## About this exercise:
At the line that includes "assert!(line.ends_with('\n'));", begin writing out the entries below exactly, and continue through the last line without adding anything.

Data excerpts:
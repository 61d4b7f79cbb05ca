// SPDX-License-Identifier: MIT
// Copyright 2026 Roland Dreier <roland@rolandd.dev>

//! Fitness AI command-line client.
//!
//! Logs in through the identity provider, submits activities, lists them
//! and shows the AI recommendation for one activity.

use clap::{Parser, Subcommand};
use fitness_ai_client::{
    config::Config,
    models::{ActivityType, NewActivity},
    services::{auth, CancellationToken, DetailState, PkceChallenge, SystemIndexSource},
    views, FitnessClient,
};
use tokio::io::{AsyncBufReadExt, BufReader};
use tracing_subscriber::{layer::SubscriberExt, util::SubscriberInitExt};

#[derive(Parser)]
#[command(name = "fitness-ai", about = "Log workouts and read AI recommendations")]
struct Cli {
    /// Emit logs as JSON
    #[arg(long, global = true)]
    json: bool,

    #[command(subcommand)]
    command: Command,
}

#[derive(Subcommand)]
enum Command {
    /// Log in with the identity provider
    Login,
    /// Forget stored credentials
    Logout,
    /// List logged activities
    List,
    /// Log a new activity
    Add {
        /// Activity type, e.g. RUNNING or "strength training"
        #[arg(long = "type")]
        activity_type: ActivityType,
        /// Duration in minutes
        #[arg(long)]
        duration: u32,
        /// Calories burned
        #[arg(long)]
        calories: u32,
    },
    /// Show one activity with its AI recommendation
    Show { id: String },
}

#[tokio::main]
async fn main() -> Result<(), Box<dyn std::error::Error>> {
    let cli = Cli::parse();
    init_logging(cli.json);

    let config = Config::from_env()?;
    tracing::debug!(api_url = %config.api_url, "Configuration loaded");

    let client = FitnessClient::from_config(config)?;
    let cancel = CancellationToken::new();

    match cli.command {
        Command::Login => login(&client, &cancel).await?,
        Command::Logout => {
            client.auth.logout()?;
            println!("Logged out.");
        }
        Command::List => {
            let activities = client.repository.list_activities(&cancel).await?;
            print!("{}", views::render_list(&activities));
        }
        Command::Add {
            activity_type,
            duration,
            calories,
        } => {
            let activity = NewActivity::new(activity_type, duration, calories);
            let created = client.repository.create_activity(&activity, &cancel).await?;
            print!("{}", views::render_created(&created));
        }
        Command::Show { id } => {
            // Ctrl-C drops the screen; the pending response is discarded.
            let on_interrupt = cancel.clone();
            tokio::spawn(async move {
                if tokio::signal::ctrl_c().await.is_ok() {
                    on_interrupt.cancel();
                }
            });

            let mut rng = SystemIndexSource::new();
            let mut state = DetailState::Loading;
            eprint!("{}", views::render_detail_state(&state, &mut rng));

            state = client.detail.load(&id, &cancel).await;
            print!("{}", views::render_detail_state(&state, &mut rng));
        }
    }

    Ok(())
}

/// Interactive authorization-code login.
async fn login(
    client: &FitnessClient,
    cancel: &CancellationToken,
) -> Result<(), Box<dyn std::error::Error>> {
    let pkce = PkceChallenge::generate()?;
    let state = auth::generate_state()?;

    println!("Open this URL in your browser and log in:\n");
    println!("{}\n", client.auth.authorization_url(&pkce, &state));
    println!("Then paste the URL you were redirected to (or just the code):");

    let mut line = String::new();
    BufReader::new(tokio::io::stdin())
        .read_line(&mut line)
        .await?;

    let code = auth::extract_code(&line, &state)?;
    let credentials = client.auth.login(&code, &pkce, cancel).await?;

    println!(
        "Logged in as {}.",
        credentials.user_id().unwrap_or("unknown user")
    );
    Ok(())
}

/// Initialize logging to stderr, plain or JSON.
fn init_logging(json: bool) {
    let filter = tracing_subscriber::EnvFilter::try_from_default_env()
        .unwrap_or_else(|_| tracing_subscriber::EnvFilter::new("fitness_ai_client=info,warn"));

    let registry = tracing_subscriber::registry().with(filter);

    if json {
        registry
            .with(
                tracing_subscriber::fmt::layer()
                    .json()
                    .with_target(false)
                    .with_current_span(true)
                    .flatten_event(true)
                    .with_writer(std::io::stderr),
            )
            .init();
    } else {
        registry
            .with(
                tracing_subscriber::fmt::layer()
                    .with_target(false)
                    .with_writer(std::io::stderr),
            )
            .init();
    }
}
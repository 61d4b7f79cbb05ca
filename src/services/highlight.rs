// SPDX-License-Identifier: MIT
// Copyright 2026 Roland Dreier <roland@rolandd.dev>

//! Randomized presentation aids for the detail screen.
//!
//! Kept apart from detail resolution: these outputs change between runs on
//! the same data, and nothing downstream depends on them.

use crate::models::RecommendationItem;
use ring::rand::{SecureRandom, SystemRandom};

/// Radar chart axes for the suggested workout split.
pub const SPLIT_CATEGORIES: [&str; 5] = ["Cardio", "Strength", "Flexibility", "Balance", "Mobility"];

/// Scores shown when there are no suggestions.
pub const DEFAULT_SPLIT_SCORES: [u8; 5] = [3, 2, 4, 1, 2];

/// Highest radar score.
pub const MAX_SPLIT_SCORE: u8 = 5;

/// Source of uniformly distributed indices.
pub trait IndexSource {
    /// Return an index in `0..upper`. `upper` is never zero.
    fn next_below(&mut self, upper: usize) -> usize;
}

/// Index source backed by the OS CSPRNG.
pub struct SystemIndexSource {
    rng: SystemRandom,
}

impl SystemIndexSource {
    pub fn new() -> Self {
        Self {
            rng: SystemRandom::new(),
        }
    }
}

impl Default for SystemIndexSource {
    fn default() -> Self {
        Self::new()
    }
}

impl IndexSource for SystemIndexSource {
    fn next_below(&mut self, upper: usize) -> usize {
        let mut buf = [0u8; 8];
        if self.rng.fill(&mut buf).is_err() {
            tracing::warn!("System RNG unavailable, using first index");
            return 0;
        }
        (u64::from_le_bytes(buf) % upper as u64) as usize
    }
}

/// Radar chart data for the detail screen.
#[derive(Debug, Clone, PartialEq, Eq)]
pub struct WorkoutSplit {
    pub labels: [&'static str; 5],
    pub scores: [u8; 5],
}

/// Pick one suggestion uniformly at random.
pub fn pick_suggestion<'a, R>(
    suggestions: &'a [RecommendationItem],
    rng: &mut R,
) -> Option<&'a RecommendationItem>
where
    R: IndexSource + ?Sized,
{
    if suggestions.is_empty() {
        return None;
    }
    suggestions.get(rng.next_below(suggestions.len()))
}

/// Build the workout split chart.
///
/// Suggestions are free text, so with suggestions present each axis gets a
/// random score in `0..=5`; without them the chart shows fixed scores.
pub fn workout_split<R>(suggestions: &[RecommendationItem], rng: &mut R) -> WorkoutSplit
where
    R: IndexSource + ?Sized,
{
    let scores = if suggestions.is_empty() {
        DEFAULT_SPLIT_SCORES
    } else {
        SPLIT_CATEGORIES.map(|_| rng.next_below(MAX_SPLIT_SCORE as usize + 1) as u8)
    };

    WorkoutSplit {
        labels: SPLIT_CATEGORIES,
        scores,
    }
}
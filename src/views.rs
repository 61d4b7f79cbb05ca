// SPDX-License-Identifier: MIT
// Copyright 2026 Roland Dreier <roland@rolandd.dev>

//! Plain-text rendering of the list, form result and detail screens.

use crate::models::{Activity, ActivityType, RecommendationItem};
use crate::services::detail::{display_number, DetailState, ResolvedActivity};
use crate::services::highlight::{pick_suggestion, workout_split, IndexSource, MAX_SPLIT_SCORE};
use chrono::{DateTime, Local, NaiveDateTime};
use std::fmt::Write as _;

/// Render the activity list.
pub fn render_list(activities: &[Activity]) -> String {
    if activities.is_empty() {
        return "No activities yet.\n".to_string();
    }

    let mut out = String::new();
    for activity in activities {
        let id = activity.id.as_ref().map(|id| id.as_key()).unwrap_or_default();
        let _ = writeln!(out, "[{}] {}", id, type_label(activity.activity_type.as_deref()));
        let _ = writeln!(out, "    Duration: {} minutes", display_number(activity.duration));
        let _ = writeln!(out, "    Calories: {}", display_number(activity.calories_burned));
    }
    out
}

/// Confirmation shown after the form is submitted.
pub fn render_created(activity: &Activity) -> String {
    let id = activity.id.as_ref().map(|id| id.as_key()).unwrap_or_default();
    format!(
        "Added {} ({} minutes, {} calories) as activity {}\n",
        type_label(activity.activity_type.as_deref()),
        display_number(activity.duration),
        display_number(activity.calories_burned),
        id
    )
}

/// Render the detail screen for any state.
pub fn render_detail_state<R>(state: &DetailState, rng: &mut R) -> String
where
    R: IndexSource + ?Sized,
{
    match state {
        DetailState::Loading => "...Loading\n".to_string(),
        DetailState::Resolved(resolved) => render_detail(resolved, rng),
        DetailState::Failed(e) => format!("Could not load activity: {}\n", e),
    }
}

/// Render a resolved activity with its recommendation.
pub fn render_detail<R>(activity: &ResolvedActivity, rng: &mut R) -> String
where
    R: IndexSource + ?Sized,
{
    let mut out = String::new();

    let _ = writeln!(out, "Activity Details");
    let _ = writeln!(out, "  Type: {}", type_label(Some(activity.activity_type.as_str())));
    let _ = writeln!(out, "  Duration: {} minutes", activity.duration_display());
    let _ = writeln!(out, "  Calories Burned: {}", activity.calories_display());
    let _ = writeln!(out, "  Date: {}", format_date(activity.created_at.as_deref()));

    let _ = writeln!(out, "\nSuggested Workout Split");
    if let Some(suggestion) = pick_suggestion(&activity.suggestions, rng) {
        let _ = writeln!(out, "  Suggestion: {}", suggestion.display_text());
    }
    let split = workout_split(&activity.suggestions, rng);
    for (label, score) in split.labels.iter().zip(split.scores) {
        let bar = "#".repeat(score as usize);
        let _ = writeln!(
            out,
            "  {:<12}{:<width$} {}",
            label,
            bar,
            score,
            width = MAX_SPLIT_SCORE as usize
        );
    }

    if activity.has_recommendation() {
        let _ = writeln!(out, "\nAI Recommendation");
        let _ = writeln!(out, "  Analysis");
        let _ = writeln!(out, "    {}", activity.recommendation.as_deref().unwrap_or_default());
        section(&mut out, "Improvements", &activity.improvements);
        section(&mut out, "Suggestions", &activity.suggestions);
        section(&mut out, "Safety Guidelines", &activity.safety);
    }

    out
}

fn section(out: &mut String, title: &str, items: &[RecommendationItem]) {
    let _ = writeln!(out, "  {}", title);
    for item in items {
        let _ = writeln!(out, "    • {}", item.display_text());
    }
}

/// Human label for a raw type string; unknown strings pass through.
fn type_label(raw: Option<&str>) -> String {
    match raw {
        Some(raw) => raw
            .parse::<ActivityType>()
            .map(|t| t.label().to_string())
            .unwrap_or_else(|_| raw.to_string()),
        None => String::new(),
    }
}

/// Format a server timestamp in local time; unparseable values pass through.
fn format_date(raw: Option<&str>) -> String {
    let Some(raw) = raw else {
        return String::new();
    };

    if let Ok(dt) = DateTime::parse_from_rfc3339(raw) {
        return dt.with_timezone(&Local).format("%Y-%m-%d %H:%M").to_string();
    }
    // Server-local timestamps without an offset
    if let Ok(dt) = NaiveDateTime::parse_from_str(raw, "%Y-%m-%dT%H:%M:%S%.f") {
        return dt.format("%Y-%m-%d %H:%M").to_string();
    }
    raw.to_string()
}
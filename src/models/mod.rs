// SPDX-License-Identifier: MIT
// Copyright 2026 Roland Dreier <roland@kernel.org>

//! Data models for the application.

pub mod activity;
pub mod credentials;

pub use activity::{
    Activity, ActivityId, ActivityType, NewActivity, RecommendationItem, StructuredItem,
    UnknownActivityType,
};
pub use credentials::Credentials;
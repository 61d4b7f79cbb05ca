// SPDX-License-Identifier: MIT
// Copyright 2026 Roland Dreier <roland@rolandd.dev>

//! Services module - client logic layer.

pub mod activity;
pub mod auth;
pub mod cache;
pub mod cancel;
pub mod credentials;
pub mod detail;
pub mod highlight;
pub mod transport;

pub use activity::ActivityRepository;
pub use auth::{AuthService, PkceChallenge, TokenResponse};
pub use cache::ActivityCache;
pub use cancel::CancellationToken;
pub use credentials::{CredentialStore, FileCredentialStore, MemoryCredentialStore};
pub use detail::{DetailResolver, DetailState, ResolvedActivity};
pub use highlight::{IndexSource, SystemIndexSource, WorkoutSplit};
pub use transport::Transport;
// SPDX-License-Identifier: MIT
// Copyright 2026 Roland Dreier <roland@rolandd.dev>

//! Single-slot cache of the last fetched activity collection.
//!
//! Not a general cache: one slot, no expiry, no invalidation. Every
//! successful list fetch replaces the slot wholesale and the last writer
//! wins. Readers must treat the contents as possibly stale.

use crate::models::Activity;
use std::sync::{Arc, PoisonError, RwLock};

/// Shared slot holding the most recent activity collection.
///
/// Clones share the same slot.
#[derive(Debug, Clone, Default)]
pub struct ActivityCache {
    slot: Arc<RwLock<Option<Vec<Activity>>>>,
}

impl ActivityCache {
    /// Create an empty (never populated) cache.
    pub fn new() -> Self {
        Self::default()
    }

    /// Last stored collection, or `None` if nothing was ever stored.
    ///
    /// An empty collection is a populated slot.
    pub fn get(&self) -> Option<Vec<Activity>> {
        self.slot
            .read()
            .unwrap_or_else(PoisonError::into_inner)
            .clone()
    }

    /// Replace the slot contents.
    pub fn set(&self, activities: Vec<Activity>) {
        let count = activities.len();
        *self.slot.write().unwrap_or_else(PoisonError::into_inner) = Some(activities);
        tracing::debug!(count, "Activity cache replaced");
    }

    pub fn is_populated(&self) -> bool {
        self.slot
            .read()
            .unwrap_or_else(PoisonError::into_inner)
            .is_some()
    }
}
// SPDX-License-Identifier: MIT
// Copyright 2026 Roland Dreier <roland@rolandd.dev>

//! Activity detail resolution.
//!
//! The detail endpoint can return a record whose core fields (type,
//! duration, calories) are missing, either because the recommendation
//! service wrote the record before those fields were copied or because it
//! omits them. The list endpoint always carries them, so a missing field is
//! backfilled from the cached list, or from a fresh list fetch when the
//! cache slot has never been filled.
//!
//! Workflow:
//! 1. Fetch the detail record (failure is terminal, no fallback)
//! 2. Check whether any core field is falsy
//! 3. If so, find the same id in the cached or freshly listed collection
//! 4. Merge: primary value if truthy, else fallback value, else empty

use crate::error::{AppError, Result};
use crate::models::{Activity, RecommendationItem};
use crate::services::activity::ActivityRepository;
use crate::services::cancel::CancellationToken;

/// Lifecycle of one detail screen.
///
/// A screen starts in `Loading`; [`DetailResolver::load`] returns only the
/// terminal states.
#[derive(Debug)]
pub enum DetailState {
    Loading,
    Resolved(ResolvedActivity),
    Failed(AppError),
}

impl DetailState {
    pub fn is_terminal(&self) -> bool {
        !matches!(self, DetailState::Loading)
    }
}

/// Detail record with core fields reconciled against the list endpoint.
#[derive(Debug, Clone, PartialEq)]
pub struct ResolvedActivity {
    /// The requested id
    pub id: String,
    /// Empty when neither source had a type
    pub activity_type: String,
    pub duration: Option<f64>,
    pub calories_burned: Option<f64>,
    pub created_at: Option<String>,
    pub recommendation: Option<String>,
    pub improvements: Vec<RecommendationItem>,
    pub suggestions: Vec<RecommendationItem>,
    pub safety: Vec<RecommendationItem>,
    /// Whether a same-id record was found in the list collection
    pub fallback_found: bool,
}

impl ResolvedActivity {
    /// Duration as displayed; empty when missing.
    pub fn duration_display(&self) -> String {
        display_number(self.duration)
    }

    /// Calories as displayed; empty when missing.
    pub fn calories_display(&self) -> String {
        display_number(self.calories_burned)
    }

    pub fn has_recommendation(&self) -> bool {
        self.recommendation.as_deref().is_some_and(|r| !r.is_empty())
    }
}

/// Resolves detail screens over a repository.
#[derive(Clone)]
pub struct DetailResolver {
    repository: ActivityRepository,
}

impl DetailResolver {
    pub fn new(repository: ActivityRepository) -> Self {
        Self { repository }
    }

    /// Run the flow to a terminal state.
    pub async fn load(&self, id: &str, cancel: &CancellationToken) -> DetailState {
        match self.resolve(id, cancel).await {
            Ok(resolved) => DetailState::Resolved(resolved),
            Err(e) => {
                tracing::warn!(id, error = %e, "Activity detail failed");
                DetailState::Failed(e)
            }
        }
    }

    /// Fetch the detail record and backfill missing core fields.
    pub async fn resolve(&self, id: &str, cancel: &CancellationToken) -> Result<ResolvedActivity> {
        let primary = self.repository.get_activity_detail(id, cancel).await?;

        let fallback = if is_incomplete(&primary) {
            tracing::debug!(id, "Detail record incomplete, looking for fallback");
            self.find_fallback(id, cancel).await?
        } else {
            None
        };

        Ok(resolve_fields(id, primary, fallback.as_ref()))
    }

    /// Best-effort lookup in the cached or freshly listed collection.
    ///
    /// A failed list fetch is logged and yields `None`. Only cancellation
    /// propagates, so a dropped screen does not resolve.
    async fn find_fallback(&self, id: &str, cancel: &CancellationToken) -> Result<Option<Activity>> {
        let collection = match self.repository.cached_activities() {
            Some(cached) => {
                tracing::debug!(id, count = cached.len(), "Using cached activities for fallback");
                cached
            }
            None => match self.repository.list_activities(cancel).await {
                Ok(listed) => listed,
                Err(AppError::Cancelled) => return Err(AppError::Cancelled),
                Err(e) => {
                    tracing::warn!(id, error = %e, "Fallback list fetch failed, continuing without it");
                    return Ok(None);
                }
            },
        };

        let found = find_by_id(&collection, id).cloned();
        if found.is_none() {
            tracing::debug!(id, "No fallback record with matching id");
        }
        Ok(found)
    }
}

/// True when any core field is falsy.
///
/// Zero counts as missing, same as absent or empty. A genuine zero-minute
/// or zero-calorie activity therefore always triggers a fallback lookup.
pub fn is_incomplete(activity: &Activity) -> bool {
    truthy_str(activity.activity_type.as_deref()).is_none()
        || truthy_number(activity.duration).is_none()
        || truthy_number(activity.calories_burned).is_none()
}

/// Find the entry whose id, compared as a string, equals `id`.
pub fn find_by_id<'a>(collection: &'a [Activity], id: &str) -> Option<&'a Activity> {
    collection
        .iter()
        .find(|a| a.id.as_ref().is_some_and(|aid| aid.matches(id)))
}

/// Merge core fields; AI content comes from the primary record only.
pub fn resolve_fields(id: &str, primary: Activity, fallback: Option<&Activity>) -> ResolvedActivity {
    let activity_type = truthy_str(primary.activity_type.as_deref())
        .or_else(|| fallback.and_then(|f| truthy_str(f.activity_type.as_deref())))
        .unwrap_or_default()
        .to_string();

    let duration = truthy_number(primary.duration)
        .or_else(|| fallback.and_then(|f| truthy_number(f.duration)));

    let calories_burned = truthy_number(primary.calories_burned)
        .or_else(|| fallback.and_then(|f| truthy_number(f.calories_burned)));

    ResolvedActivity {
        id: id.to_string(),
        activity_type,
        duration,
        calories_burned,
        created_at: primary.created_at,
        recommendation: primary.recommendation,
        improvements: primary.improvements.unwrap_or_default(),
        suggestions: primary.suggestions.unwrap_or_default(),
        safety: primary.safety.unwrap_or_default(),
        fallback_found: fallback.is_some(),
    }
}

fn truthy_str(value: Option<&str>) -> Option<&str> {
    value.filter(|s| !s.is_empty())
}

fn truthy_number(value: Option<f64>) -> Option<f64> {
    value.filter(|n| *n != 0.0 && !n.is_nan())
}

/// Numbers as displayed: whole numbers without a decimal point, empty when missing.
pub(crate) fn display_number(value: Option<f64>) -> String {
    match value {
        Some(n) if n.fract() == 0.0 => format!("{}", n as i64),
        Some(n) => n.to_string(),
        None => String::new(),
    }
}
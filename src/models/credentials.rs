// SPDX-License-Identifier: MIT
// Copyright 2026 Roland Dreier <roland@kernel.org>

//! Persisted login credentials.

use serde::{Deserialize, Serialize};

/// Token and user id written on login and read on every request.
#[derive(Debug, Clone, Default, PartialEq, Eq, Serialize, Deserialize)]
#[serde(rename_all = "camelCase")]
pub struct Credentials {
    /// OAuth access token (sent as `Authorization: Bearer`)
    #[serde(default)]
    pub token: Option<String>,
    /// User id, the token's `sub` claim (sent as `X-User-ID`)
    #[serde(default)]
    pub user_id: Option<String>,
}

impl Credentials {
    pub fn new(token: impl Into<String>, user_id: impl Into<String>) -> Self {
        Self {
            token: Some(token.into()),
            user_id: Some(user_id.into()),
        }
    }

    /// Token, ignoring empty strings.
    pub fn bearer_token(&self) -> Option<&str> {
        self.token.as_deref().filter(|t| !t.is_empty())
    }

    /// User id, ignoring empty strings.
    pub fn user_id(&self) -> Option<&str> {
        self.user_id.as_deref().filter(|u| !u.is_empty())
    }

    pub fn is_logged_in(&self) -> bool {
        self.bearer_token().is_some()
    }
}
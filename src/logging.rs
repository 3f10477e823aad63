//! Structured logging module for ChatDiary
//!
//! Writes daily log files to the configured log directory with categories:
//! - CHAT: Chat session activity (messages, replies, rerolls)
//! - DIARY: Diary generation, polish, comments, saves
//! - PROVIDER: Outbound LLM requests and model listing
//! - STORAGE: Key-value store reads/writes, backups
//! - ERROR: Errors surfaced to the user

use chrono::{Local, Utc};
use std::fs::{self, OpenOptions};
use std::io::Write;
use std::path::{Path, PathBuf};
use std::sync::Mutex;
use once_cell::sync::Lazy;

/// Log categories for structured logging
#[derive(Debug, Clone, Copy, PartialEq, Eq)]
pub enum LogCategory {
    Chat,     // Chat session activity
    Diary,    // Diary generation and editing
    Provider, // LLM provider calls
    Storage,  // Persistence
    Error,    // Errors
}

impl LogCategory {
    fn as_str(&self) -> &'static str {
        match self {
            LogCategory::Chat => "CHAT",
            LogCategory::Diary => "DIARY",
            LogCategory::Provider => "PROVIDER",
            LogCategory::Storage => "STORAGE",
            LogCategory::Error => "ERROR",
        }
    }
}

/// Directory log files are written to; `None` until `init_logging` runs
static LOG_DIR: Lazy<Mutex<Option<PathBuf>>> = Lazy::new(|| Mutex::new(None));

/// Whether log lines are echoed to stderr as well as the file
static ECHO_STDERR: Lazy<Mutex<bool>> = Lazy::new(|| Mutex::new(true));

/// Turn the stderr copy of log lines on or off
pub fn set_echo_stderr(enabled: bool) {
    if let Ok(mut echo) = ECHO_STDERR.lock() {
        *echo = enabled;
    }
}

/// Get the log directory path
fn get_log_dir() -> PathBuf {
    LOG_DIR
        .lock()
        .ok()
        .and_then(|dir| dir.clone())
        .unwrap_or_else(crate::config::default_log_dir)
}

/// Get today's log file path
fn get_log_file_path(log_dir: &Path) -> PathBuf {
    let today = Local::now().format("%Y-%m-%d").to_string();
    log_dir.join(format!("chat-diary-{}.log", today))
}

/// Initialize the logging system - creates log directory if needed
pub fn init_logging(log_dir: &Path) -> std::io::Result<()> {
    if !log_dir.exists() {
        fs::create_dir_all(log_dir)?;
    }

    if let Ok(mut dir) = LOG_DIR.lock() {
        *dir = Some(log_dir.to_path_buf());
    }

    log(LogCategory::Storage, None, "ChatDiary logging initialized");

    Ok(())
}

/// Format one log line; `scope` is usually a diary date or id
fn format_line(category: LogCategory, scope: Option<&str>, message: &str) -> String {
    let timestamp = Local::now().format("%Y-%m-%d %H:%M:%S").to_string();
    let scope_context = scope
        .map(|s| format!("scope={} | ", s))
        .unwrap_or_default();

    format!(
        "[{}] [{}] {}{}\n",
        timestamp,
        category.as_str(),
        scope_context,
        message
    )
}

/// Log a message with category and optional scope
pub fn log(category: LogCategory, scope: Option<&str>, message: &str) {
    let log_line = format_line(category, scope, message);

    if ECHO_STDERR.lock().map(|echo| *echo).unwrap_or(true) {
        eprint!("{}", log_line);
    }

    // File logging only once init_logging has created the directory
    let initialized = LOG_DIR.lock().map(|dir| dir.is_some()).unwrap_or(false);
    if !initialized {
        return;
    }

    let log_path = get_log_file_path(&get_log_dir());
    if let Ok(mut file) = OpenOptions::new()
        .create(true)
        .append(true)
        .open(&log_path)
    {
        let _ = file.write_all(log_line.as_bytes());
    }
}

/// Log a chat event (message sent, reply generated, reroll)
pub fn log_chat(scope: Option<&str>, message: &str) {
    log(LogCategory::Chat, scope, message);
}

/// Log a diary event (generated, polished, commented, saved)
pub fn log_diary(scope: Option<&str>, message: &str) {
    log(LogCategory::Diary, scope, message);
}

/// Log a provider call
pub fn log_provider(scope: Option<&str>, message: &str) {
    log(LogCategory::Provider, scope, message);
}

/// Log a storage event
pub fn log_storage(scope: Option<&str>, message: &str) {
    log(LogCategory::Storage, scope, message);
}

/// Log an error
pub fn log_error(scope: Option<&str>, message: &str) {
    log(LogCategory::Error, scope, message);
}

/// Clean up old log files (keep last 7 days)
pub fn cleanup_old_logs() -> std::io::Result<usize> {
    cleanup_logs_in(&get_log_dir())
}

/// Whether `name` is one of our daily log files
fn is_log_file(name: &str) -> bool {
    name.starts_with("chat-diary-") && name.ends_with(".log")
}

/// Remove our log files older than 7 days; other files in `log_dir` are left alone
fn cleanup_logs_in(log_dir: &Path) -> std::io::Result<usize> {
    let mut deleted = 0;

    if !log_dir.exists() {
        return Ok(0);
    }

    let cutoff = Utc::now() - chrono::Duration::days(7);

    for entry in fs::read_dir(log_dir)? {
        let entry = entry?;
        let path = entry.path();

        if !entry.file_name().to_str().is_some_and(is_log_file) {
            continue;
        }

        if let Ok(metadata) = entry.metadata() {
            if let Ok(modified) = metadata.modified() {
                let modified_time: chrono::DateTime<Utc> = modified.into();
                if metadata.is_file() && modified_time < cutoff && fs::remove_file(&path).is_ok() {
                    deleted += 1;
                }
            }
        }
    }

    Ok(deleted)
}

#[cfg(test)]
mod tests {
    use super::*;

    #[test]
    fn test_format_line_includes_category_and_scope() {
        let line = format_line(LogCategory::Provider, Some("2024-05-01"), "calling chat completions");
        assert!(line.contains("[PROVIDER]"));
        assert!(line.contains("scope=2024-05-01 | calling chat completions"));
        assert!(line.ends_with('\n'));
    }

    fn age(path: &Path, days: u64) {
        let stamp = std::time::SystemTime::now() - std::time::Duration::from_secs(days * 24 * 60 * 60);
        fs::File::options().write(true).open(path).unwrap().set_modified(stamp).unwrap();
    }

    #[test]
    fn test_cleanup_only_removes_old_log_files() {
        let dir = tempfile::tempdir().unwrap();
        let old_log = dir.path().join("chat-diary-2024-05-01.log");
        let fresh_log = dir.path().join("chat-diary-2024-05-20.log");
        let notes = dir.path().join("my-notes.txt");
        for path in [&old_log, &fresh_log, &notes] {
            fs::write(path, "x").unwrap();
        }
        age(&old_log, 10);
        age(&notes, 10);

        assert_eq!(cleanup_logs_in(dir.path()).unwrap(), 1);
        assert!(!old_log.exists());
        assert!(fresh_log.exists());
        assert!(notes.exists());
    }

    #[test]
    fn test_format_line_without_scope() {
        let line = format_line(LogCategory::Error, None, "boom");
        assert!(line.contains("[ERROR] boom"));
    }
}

## Final answer:
        assert!(line.ends_with('\n'));
    }

    fn age(path: &Path, days: u64) {
        let stamp = std::time::SystemTime::now() - std::time::Duration::from_secs(days * 24 * 60 * 60);
        fs::File::options().write(true).open(path).unwrap().set_modified(stamp).unwrap();
    }

    #[test]
    fn test_cleanup_only_removes_old_log_files() {
        let dir = tempfile::tempdir().unwrap();
        let old_log = dir.path().join("chat-diary-2024-05-01.log");
        let fresh_log = dir.path().join("chat-diary-2024-05-20.log");
        let notes = dir.path().join("my-notes.txt");
        for path in [&old_log, &fresh_log, &notes] {
            fs::write(path, "x").unwrap();
        }
        age(&old_log, 10);
        age(&notes, 10);

        assert_eq!(cleanup_logs_in(dir.path()).unwrap(), 1);
        assert!(!old_log.exists());
        assert!(fresh_log.exists());
        assert!(notes.exists());
    }

    #[test]
    fn test_format_line_without_scope() {
        let line = format_line(LogCategory::Error, None, "boom");
        assert!(line.contains("[ERROR] boom"));
    }
}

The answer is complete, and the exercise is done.